En 1969, tout les monde n'était pas à Woodstock. Les américains ne prônaient pas tous l'amour libre et ne portaient pas tous des cheveux longs. Mais la voix de cette majorité silencieuse, au moins pour le public européen, s'est depuis longtemps estompée. En regardant Once Upon A Time In Hollywood, on a même l'impression que les hippies avaient contaminé tout l'espace culturel américain (mais le film se déroule en Californie, c'est vrai et pas dans l'Oklahoma).
Dans Okie From Muskogee, Merle Haggard se faisait le porte-parole attendri mais ferme de ces mid-westerners qui ne se reconnaissaient pas dans la contestation tous azymuths de cette fin des sixties. Puissamment réactionnaire, le titre défendait les "vraies valeurs", du respect du aux supérieurs au patriotisme inflexible. Haggard a toujours eu un discours contradictoire sur cette chanson, l'une des plus célèbres de son repertoire.
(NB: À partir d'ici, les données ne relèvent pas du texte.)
//! CLI entrypoint for ragdash
//!
//! This is the main binary that wires together all layers using
//! dependency injection.

use anyhow::{Result, anyhow, bail};
use clap::Parser;
use ragdash_application::{
    ContextUseCase, HealthMonitor, HealthView, NoSessionLogger, RequestDispatcher,
    SessionLogger, StreamConsumer,
};
use ragdash_domain::{
    ContextDraft, GenerationMode, Model, OutputFormat, PromptRequest, SessionState,
};
use ragdash_infrastructure::{ConfigLoader, FileConfig, HttpBackend, JsonlSessionLogger};
use ragdash_presentation::{
    ChatRepl, Cli, Command, ConsoleFormatter, ContextCommand, ProgressReporter, StreamPrinter,
};
use serde_json::json;
use std::io::{self, Write};
use std::sync::Arc;
use tokio_util::sync::CancellationToken;
use tracing::{info, warn};
use tracing_subscriber::EnvFilter;

#[tokio::main]
async fn main() -> Result<()> {
    let cli = Cli::parse();

    // Initialize logging based on verbosity level
    let filter = match cli.verbose {
        0 => EnvFilter::new("warn"),
        1 => EnvFilter::new("info"),
        2 => EnvFilter::new("debug"),
        _ => EnvFilter::new("trace"), // -vvv or more
    };

    // stdout carries the streamed answer, so diagnostics go to stderr
    tracing_subscriber::fmt()
        .with_env_filter(filter)
        .with_target(false)
        .with_writer(io::stderr)
        .init();

    if cli.show_config {
        ConfigLoader::print_config_sources(cli.config.as_ref());
        let config = load_config(&cli)?;
        println!();
        println!("Effective configuration:");
        println!("{}", config.to_toml()?);
        return Ok(());
    }

    let config = load_config(&cli)?;

    if !config.output.color {
        colored::control::set_override(false);
    }

    let Some(command) = cli.command else {
        bail!("No command given. Run `ragdash --help` for usage.");
    };

    info!("Starting ragdash against {}", config.api.base_url);
    let format = config.output.format.unwrap_or_default();
    let show_progress = !cli.quiet && format == OutputFormat::Text;

    // === Dependency Injection ===
    let backend = Arc::new(HttpBackend::with_connect_timeout(
        config.api.base_url.clone(),
        config.api.connect_timeout(),
    )?);

    match command {
        Command::Generate(args) => {
            let model = resolve_model(args.model.as_deref(), &config);
            let mode = GenerationMode::from_rag_toggle(args.rag);
            let request = PromptRequest::new(&args.prompt, model, mode)?;
            let dispatcher = build_dispatcher(backend, &config);

            if args.no_stream {
                run_completion(&dispatcher, request, format).await
            } else {
                run_stream(&dispatcher, request, format, show_progress).await
            }
        }
        Command::Agent {
            query,
            model,
            no_stream,
        } => {
            let model = resolve_model(model.as_deref(), &config);
            let request = PromptRequest::agent(&query, model)?;
            let dispatcher = build_dispatcher(backend, &config);
            if no_stream {
                run_completion(&dispatcher, request, format).await
            } else {
                run_stream(&dispatcher, request, format, show_progress).await
            }
        }
        Command::Chat { rag, model } => {
            let model = resolve_model(model.as_deref(), &config);
            let dispatcher = Arc::new(build_dispatcher(backend, &config));
            let mut repl = ChatRepl::new(Arc::clone(&dispatcher), model)
                .with_mode(GenerationMode::from_rag_toggle(rag));
            repl.run().await?;
            dispatcher.shutdown();
            Ok(())
        }
        Command::Context(command) => {
            run_context(ContextUseCase::new(backend), command, format).await
        }
        Command::Health { watch } => {
            let monitor =
                HealthMonitor::new(backend).with_interval(config.health.poll_interval());
            if watch {
                watch_health(&monitor, format).await
            } else {
                let view = monitor.check_once().await;
                print_health(&view, format);
                if let HealthView::Failed(message) = view {
                    bail!("Health check failed: {}", message);
                }
                Ok(())
            }
        }
    }
}

/// Merge configuration sources, then apply command-line overrides.
fn load_config(cli: &Cli) -> Result<FileConfig> {
    let mut config = if cli.no_config {
        ConfigLoader::load_defaults()
    } else {
        ConfigLoader::load(cli.config.as_ref())
            .map_err(|e| anyhow!("Failed to load configuration: {}", e))?
    };

    if let Some(base_url) = &cli.api_base {
        config.api.base_url = base_url.clone();
    }
    if let Some(output) = cli.output {
        config.output.format = Some(output.into());
    }

    config.validate()?;
    Ok(config)
}

fn resolve_model(arg: Option<&str>, config: &FileConfig) -> Model {
    match arg {
        Some(name) => {
            let Ok(model) = name.parse::<Model>();
            if model.is_custom() {
                warn!("Model '{}' is not one of the known models", model);
            }
            model
        }
        None => config.models.default.clone(),
    }
}

fn build_dispatcher(backend: Arc<HttpBackend>, config: &FileConfig) -> RequestDispatcher {
    let logger: Arc<dyn SessionLogger> = match &config.logging.transcript {
        Some(path) => match JsonlSessionLogger::open(path) {
            Some(logger) => {
                info!("Session transcript: {}", logger.path().display());
                Arc::new(logger)
            }
            None => Arc::new(NoSessionLogger),
        },
        None => Arc::new(NoSessionLogger),
    };

    RequestDispatcher::new(backend)
        .with_consumer(StreamConsumer::new(config.stream.decode))
        .with_session_logger(logger)
}

/// Wait for the whole response and print it.
async fn run_completion(
    dispatcher: &RequestDispatcher,
    request: PromptRequest,
    format: OutputFormat,
) -> Result<()> {
    let completion = dispatcher.complete(&request).await?;
    match format {
        OutputFormat::Json => println!("{}", ConsoleFormatter::format_completion_json(&completion)),
        OutputFormat::Text => print!("{}", ConsoleFormatter::format_completion(&completion)),
    }
    Ok(())
}

/// Stream one request to stdout. Ctrl-C cancels it.
async fn run_stream(
    dispatcher: &RequestDispatcher,
    request: PromptRequest,
    format: OutputFormat,
    show_progress: bool,
) -> Result<()> {
    let handle = dispatcher.submit(request);

    let out: Box<dyn Write + Send> = match format {
        OutputFormat::Text => Box::new(io::stdout()),
        OutputFormat::Json => Box::new(io::sink()),
    };
    let progress = if show_progress {
        ProgressReporter::new()
    } else {
        ProgressReporter::hidden()
    };
    let mut printer = StreamPrinter::new(out, progress);

    tokio::select! {
        followed = printer.follow(handle.subscribe(), handle.request_id()) => {
            followed?;
        }
        _ = tokio::signal::ctrl_c() => {
            info!("Interrupted, cancelling {}", handle.request_id());
            handle.cancel();
        }
    }

    let session = handle.wait().await?;
    printer.render(&session)?;

    if format == OutputFormat::Json {
        println!("{}", ConsoleFormatter::format_session_json(&session));
    }

    match session.state() {
        SessionState::Failed(failure) => bail!("{} ({})", failure, failure.kind.as_str()),
        SessionState::Cancelled if format == OutputFormat::Text => {
            if let Some(status) = ConsoleFormatter::session_status(&session) {
                eprintln!("{}", status);
            }
            Ok(())
        }
        _ => Ok(()),
    }
}

async fn run_context(
    use_case: ContextUseCase,
    command: ContextCommand,
    format: OutputFormat,
) -> Result<()> {
    let json = format == OutputFormat::Json;

    match command {
        ContextCommand::List => {
            let docs = use_case.list().await?;
            if json {
                println!("{}", ConsoleFormatter::format_contexts_json(&docs));
            } else {
                print!("{}", ConsoleFormatter::format_contexts(&docs));
            }
        }
        ContextCommand::Add { title, content } => {
            let id = use_case.create(ContextDraft::new(title, content)).await?;
            if json {
                println!("{}", json!({ "id": id }));
            } else {
                println!("Added context {}", id);
            }
        }
        ContextCommand::Update { id, title, content } => {
            use_case.update(&id, ContextDraft::new(title, content)).await?;
            if json {
                println!("{}", json!({ "id": id, "updated": true }));
            } else {
                println!("Updated context {}", id);
            }
        }
        ContextCommand::Delete { id } => {
            use_case.delete(&id).await?;
            if json {
                println!("{}", json!({ "id": id, "deleted": true }));
            } else {
                println!("Deleted context {}", id);
            }
        }
        ContextCommand::Seed => {
            use_case.seed_mock_data().await?;
            if json {
                println!("{}", json!({ "seeded": true }));
            } else {
                println!("Sample context documents created");
            }
        }
    }
    Ok(())
}

fn print_health(view: &HealthView, format: OutputFormat) {
    match format {
        OutputFormat::Json => println!("{}", ConsoleFormatter::format_health_json(view)),
        OutputFormat::Text => print!("{}", ConsoleFormatter::format_health(view)),
    }
}

/// Print every health update until Ctrl-C.
async fn watch_health(monitor: &HealthMonitor, format: OutputFormat) -> Result<()> {
    let shutdown = CancellationToken::new();
    let mut watch = monitor.spawn(shutdown.clone());
    info!("Polling health every {:?}", monitor.interval());

    loop {
        let view = watch.receiver.borrow_and_update().clone();
        if view != HealthView::Loading {
            print_health(&view, format);
        }

        tokio::select! {
            changed = watch.receiver.changed() => {
                if changed.is_err() {
                    break;
                }
            }
            _ = tokio::signal::ctrl_c() => break,
        }
    }

    shutdown.cancel();
    watch.join().await;
    Ok(())
}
A la fois gentiment moqueur du folklore "redneck" et tout de même assez hostile à la philosophie hippie, "Hag" se justifia souvent en prétextant une défense des soldats au Vietnam censés défendre une liberté dont les étudiants contestataires étaient les premiers à profiter. Défense très spécieuse que n'importe quel historien pourrait facilement faire voler en éclat. Mais peu importe puisque cette chanson est un petit bijou, plébiscité par cette même majorité silencieuse à laquelle elle s'adressait. Mais pas que. Signe de sa qualité (mais Merle Haggard, cela commence à se savoir, était un songwriter exceptionnel), d'estimables représentants de la contre-culture l'ont reprise (Phil Ochs, Grateful Dead) et  l'ont inscrite à leur répertoire.
Mais la version la plus formidable se situe de l'autre côté de l'échiquier politique. Roy Rogers, le "cowboy chantant" reprit lui aussi ce titre mais sans l’ambiguïté qu'avait su y mettre Merle Haggard. Ici, on est clairement dans une défense de la morale conventionnelle américaine dans le plus pur premier degré. Lorsque Roy, plus de soixante ans au moment de l'enregistrement", chante We don't smoke marijuana in Oklahoma, on a aucune raison de ne pas le croire. La voix intacte (quelle autorité dans le phrasé !), disposant d'instrumentistes fabuleux, Roy s'accapare Okie From Muskogee (alors qu'il était natif de l'Ohio) et en fait véritablement sa chose. Et, en étant complétement honnête avec soi-même, on se dit qu'on l'aime aussi cette Amérique-là, qu'elle s'inscrit parfaitement dans notre mythologie, pas si loin du Kentucky des frangins Everly ou de l'Arkansas de Charlie Rich.